- **What this task involves**: Search the data for the word "HeaderValue" and copy out every line that has it.

- **Input material**:
--- START ---
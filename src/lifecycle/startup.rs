//! Startup orchestration.
//!
//! # Responsibilities
//! - Initialize metrics when an endpoint is configured
//! - Build the server and capture listener
//! - Install the built-in capture hooks
//! - Serve until a shutdown signal, then drain
//!
//! # Design Decisions
//! - Fail fast: any startup error is fatal
//! - Listener starts last (traffic only when ready)

use std::sync::Arc;

use crate::config::Config;
use crate::hooks::CaptureLogHooks;
use crate::lifecycle::signals::wait_for_shutdown_signal;
use crate::net::listener::{CaptureListener, ListenerError};
use crate::net::server::Server;
use crate::observability::metrics;

/// Run the proxy until SIGINT/SIGTERM.
pub async fn run(config: Config) -> Result<(), ListenerError> {
    if let Some(addr) = config.metrics_address {
        metrics::init_metrics(addr);
    }

    let shutdown_timeout = config.shutdown_timeout;
    let capture_payloads = config.capture_payloads;
    let server = Arc::new(Server::new(config));

    let listener = CaptureListener::new(Arc::clone(&server));
    listener.set_hook_executor(Arc::new(CaptureLogHooks::new(capture_payloads)));

    let addr = listener.start().await?;
    tracing::info!(address = %addr, "Capture proxy ready");

    wait_for_shutdown_signal().await;
    tracing::info!(
        in_flight = listener.active_connections(),
        timeout = ?shutdown_timeout,
        "Shutting down"
    );

    listener.stop_with_timeout(shutdown_timeout).await?;
    tracing::info!("Shutdown complete");
    Ok(())
}
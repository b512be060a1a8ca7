//! Configuration management subsystem.
//!
//! # Data Flow
//! ```text
//! config file (TOML) + CLI overrides
//!     → loader.rs (parse & deserialize into FileConfig)
//!     → validation.rs (range checks, defaults for non-positive values)
//!     → Config (validated, immutable)
//!     → shared via Arc<Server> to every connection
//! ```
//!
//! # Design Decisions
//! - Config is an immutable snapshot for the lifetime of a listener
//! - All file fields have defaults so an empty file is valid
//! - Out-of-range ports and unparsable addresses are fatal; non-positive
//!   sizes and timeouts are corrected instead of rejected

pub mod loader;
pub mod schema;
pub mod validation;

pub use loader::{parse_file_config, read_file_config, ConfigError};
pub use schema::{FileConfig, ListenerSection, ObservabilitySection, TimeoutSection};
pub use validation::{Config, ValidationError};
//! Errors produced while processing a single captured connection.
//!
//! Listener and configuration failures have their own types
//! (`net::listener::ListenerError`, `config::ConfigError`); everything here is
//! local to one connection and never takes the listener down.

use std::io;
use thiserror::Error;

/// Errors that can occur while sniffing or processing a connection.
#[derive(Debug, Error)]
pub enum ProxyError {
    /// Socket read/write failure.
    #[error("I/O error: {0}")]
    Io(#[from] io::Error),

    /// The request head could not be parsed as HTTP/1.x.
    #[error("malformed request: {0}")]
    MalformedRequest(String),

    /// The request head did not terminate within the size limit.
    #[error("request head exceeds {0} bytes")]
    HeadTooLarge(usize),

    /// An operation did not complete before its deadline.
    #[error("timed out while {0}")]
    Timeout(&'static str),

    /// The upstream peer could not be reached or answered badly.
    #[error("upstream error: {0}")]
    Upstream(String),

    /// WebSocket protocol failure on either leg of a tunnel.
    #[error("WebSocket error: {0}")]
    WebSocket(#[from] tokio_tungstenite::tungstenite::Error),

    /// The peer speaks a protocol this proxy detects but does not serve.
    #[error("unsupported protocol: {0}")]
    UnsupportedProtocol(&'static str),

    /// A processor panicked; the panic was contained at the dispatch boundary.
    #[error("processor {0} panicked")]
    ProcessorPanic(&'static str),
}

impl ProxyError {
    /// Short, stable label used for metrics.
    pub fn kind(&self) -> &'static str {
        match self {
            ProxyError::Io(_) => "io",
            ProxyError::MalformedRequest(_) => "malformed_request",
            ProxyError::HeadTooLarge(_) => "head_too_large",
            ProxyError::Timeout(_) => "timeout",
            ProxyError::Upstream(_) => "upstream",
            ProxyError::WebSocket(_) => "websocket",
            ProxyError::UnsupportedProtocol(_) => "unsupported_protocol",
            ProxyError::ProcessorPanic(_) => "panic",
        }
    }
}
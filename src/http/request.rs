//! Request head reading and parsing.
//!
//! # Responsibilities
//! - Read an HTTP/1.x request head off a buffered connection reader
//! - Enforce head size and header count limits before parsing
//! - Extract routing-relevant information (host, path)
//!
//! # Design Decisions
//! - Only the head is consumed; body bytes stay buffered for the processor
//! - Raw head bytes are preserved for capture logging
//! - Header names are case-insensitive, values are kept as received

use axum::http::{HeaderMap, HeaderName, HeaderValue, Method, Uri};
use tokio::io::{AsyncBufRead, AsyncBufReadExt, AsyncReadExt};

use crate::error::ProxyError;

/// Maximum size of a request head, including the blank line.
pub const MAX_HEAD_SIZE: usize = 64 * 1024;

/// Maximum number of request header lines.
pub const MAX_HEADERS: usize = 100;

/// A parsed HTTP/1.x request head.
#[derive(Debug, Clone)]
pub struct RequestHead {
    pub method: Method,
    /// Request target as sent (origin-form, absolute-form or authority-form).
    pub target: String,
    /// Host the request is addressed to.
    pub host: String,
    /// Path and query, empty for CONNECT.
    pub path: String,
    pub headers: HeaderMap,
    /// Head bytes as read from the wire.
    pub raw: Vec<u8>,
}

impl RequestHead {
    /// Parse a complete head terminated by an empty line.
    pub fn parse(raw: &[u8]) -> Result<Self, ProxyError> {
        let mut slots = [httparse::EMPTY_HEADER; MAX_HEADERS];
        let mut request = httparse::Request::new(&mut slots);

        match request.parse(raw) {
            Ok(httparse::Status::Complete(_)) => {}
            Ok(httparse::Status::Partial) => {
                return Err(ProxyError::MalformedRequest("incomplete request head".into()))
            }
            Err(e) => return Err(ProxyError::MalformedRequest(e.to_string())),
        }

        let method_str = request.method.unwrap_or_default();
        let method = Method::from_bytes(method_str.as_bytes())
            .map_err(|_| ProxyError::MalformedRequest(format!("invalid method {:?}", method_str)))?;
        let target = request.path.unwrap_or_default().to_string();

        let mut headers = HeaderMap::with_capacity(request.headers.len());
        for header in request.headers.iter() {
            let name = HeaderName::from_bytes(header.name.as_bytes())
                .map_err(|_| ProxyError::MalformedRequest(format!("invalid header {:?}", header.name)))?;
            let value = HeaderValue::from_bytes(header.value)
                .map_err(|_| ProxyError::MalformedRequest(format!("invalid value for {}", name)))?;
            headers.append(name, value);
        }

        let (host, path) = resolve_target(&method, &target, &headers)?;

        Ok(Self {
            method,
            target,
            host,
            path,
            headers,
            raw: raw.to_vec(),
        })
    }

    /// First value of a header as text, if present and valid UTF-8.
    pub fn header(&self, name: &str) -> Option<&str> {
        self.headers.get(name).and_then(|v| v.to_str().ok())
    }

    pub fn is_connect(&self) -> bool {
        self.method == Method::CONNECT
    }
}

/// Derive the (host, path) pair the request addresses.
fn resolve_target(
    method: &Method,
    target: &str,
    headers: &HeaderMap,
) -> Result<(String, String), ProxyError> {
    if *method == Method::CONNECT {
        return Ok((target.to_string(), String::new()));
    }

    if !target.starts_with('/') {
        if let Ok(uri) = target.parse::<Uri>() {
            if let Some(authority) = uri.authority() {
                let path = uri
                    .path_and_query()
                    .map(|pq| pq.as_str().to_string())
                    .unwrap_or_default();
                return Ok((authority.as_str().to_string(), path));
            }
        }
    }

    let host = headers
        .get(axum::http::header::HOST)
        .and_then(|v| v.to_str().ok())
        .map(str::to_string)
        .ok_or_else(|| ProxyError::MalformedRequest("missing Host header".into()))?;

    Ok((host, target.to_string()))
}

/// Read one request head from a buffered reader.
///
/// Leading empty lines are skipped. Bytes past the blank line are left in the
/// reader's buffer.
pub async fn read_request_head<R>(reader: &mut R) -> Result<RequestHead, ProxyError>
where
    R: AsyncBufRead + Unpin,
{
    let mut raw = Vec::with_capacity(1024);

    loop {
        let remaining = (MAX_HEAD_SIZE + 1).saturating_sub(raw.len()) as u64;
        let line_start = raw.len();
        let n = (&mut *reader).take(remaining).read_until(b'\n', &mut raw).await?;

        if n == 0 {
            return Err(ProxyError::MalformedRequest(
                "connection closed mid request head".into(),
            ));
        }
        if raw.len() > MAX_HEAD_SIZE {
            return Err(ProxyError::HeadTooLarge(MAX_HEAD_SIZE));
        }

        let line = &raw[line_start..];
        let blank = line == b"\r\n" || line == b"\n";
        if blank && line_start == 0 {
            raw.clear();
            continue;
        }
        if blank {
            break;
        }
        if !line.ends_with(b"\n") {
            // `take` ran dry mid line
            return Err(ProxyError::HeadTooLarge(MAX_HEAD_SIZE));
        }
    }

    RequestHead::parse(&raw)
}
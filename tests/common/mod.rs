//! Shared utilities for integration testing.

#![allow(dead_code)]

use std::net::SocketAddr;
use std::sync::atomic::{AtomicUsize, Ordering};
use std::sync::{Arc, Mutex};
use std::time::Duration;

use axum::http::HeaderMap;
use futures_util::{SinkExt, StreamExt};
use tokio::io::{AsyncBufReadExt, AsyncReadExt, AsyncWriteExt, BufReader};
use tokio::net::TcpListener;
use tokio_tungstenite::tungstenite::handshake::server::{ErrorResponse, Request, Response};

use capture_proxy::config::Config;
use capture_proxy::net::connection::ConnectionInfo;
use capture_proxy::protocol::PacketDirection;
use capture_proxy::{CaptureListener, HookError, HookExecutor, ProxyError, Server};

/// Build a loopback config on an ephemeral port with quiet logging.
pub fn test_config() -> Config {
    let mut config = Config::default();
    config.listen_addr = "127.0.0.1:0".parse().unwrap();
    config.logging_enabled = false;
    config.read_timeout = Duration::from_secs(5);
    config.write_timeout = Duration::from_secs(5);
    config.handshake_timeout = Duration::from_secs(2);
    config
}

/// Start a capture listener; `adjust` may tweak the config first.
pub async fn start_proxy(adjust: impl FnOnce(&mut Config)) -> (CaptureListener, SocketAddr) {
    let mut config = test_config();
    adjust(&mut config);
    let listener = CaptureListener::new(Arc::new(Server::new(config)));
    let addr = listener.start().await.unwrap();
    (listener, addr)
}

/// An address nothing listens on.
pub async fn unused_addr() -> SocketAddr {
    let listener = TcpListener::bind("127.0.0.1:0").await.unwrap();
    listener.local_addr().unwrap()
}

/// Start a mock HTTP backend that answers every request with `body`.
///
/// Each received request (head plus body) is recorded as text.
pub async fn start_mock_backend(body: &'static str) -> (SocketAddr, Arc<Mutex<Vec<String>>>) {
    let listener = TcpListener::bind("127.0.0.1:0").await.unwrap();
    let addr = listener.local_addr().unwrap();
    let seen = Arc::new(Mutex::new(Vec::new()));
    let log = seen.clone();

    tokio::spawn(async move {
        while let Ok((socket, _)) = listener.accept().await {
            let log = log.clone();
            tokio::spawn(async move {
                let mut reader = BufReader::new(socket);
                let mut request = String::new();
                let mut content_length = 0usize;
                loop {
                    let mut line = String::new();
                    if reader.read_line(&mut line).await.unwrap_or(0) == 0 {
                        return;
                    }
                    if let Some(value) = line.to_ascii_lowercase().strip_prefix("content-length:") {
                        content_length = value.trim().parse().unwrap_or(0);
                    }
                    request.push_str(&line);
                    if line == "\r\n" {
                        break;
                    }
                }
                let mut request_body = vec![0u8; content_length];
                if reader.read_exact(&mut request_body).await.is_err() {
                    return;
                }
                request.push_str(&String::from_utf8_lossy(&request_body));
                log.lock().unwrap().push(request);

                let response = format!(
                    "HTTP/1.1 200 OK\r\nContent-Type: text/plain\r\nX-Backend: mock\r\nContent-Length: {}\r\nConnection: close\r\n\r\n{}",
                    body.len(),
                    body
                );
                let mut socket = reader.into_inner();
                let _ = socket.write_all(response.as_bytes()).await;
                let _ = socket.shutdown().await;
            });
        }
    });

    (addr, seen)
}

/// Start a WebSocket echo server that selects the first offered subprotocol.
pub async fn start_ws_echo_upstream() -> (SocketAddr, Arc<Mutex<Option<HeaderMap>>>) {
    start_ws_echo_upstream_with(true).await
}

/// Start a WebSocket echo server.
///
/// Records the handshake headers of the most recent client. With
/// `select_protocol` unset it accepts without choosing a subprotocol.
pub async fn start_ws_echo_upstream_with(
    select_protocol: bool,
) -> (SocketAddr, Arc<Mutex<Option<HeaderMap>>>) {
    let listener = TcpListener::bind("127.0.0.1:0").await.unwrap();
    let addr = listener.local_addr().unwrap();
    let seen = Arc::new(Mutex::new(None));
    let record = seen.clone();

    tokio::spawn(async move {
        while let Ok((socket, _)) = listener.accept().await {
            let record = record.clone();
            tokio::spawn(async move {
                let callback = move |request: &Request, mut response: Response| -> Result<Response, ErrorResponse> {
                    *record.lock().unwrap() = Some(request.headers().clone());
                    let selected = request
                        .headers()
                        .get("sec-websocket-protocol")
                        .filter(|_| select_protocol)
                        .and_then(|v| v.to_str().ok())
                        .and_then(|v| v.split(',').next())
                        .map(|v| v.trim().to_string());
                    if let Some(protocol) = selected {
                        response
                            .headers_mut()
                            .insert("sec-websocket-protocol", protocol.parse().unwrap());
                    }
                    Ok(response)
                };

                let Ok(mut ws) = tokio_tungstenite::accept_hdr_async(socket, callback).await else {
                    return;
                };
                while let Some(Ok(message)) = ws.next().await {
                    if (message.is_text() || message.is_binary()) && ws.send(message).await.is_err() {
                        break;
                    }
                }
            });
        }
    });

    (addr, seen)
}

/// Hook executor that records every callback.
#[derive(Default)]
pub struct RecordingHooks {
    pub started: AtomicUsize,
    pub handled: AtomicUsize,
    pub ended: AtomicUsize,
    pub errors: Mutex<Vec<String>>,
    pub packets: Mutex<Vec<(PacketDirection, Vec<u8>)>>,
}

impl RecordingHooks {
    /// Poll until `n` connections have ended, failing after a few seconds.
    pub async fn wait_for_ended(&self, n: usize) {
        for _ in 0..200 {
            if self.ended.load(Ordering::SeqCst) >= n {
                return;
            }
            tokio::time::sleep(Duration::from_millis(25)).await;
        }
        panic!("expected {} ended connections, saw {}", n, self.ended.load(Ordering::SeqCst));
    }

    pub fn packets_in(&self, direction: PacketDirection) -> Vec<Vec<u8>> {
        self.packets
            .lock()
            .unwrap()
            .iter()
            .filter(|(d, _)| *d == direction)
            .map(|(_, data)| data.clone())
            .collect()
    }

    pub fn error_contexts(&self) -> Vec<String> {
        self.errors.lock().unwrap().clone()
    }
}

impl HookExecutor for RecordingHooks {
    fn on_connection_start(&self, _info: &ConnectionInfo) -> Result<(), HookError> {
        self.started.fetch_add(1, Ordering::SeqCst);
        Ok(())
    }

    fn on_connection_end(&self, _info: &ConnectionInfo, _duration: Duration) {
        self.ended.fetch_add(1, Ordering::SeqCst);
    }

    fn handle_connection(&self, _info: &ConnectionInfo) {
        self.handled.fetch_add(1, Ordering::SeqCst);
    }

    fn handle_error(&self, _err: &ProxyError, context: &str) {
        self.errors.lock().unwrap().push(context.to_string());
    }

    fn on_packet(&self, _info: &ConnectionInfo, direction: PacketDirection, data: &[u8]) {
        self.packets.lock().unwrap().push((direction, data.to_vec()));
    }
}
--- END ---
- **Task result**:
use axum::http::{HeaderMap, HeaderName, HeaderValue, Method, Uri};
            let value = HeaderValue::from_bytes(header.value)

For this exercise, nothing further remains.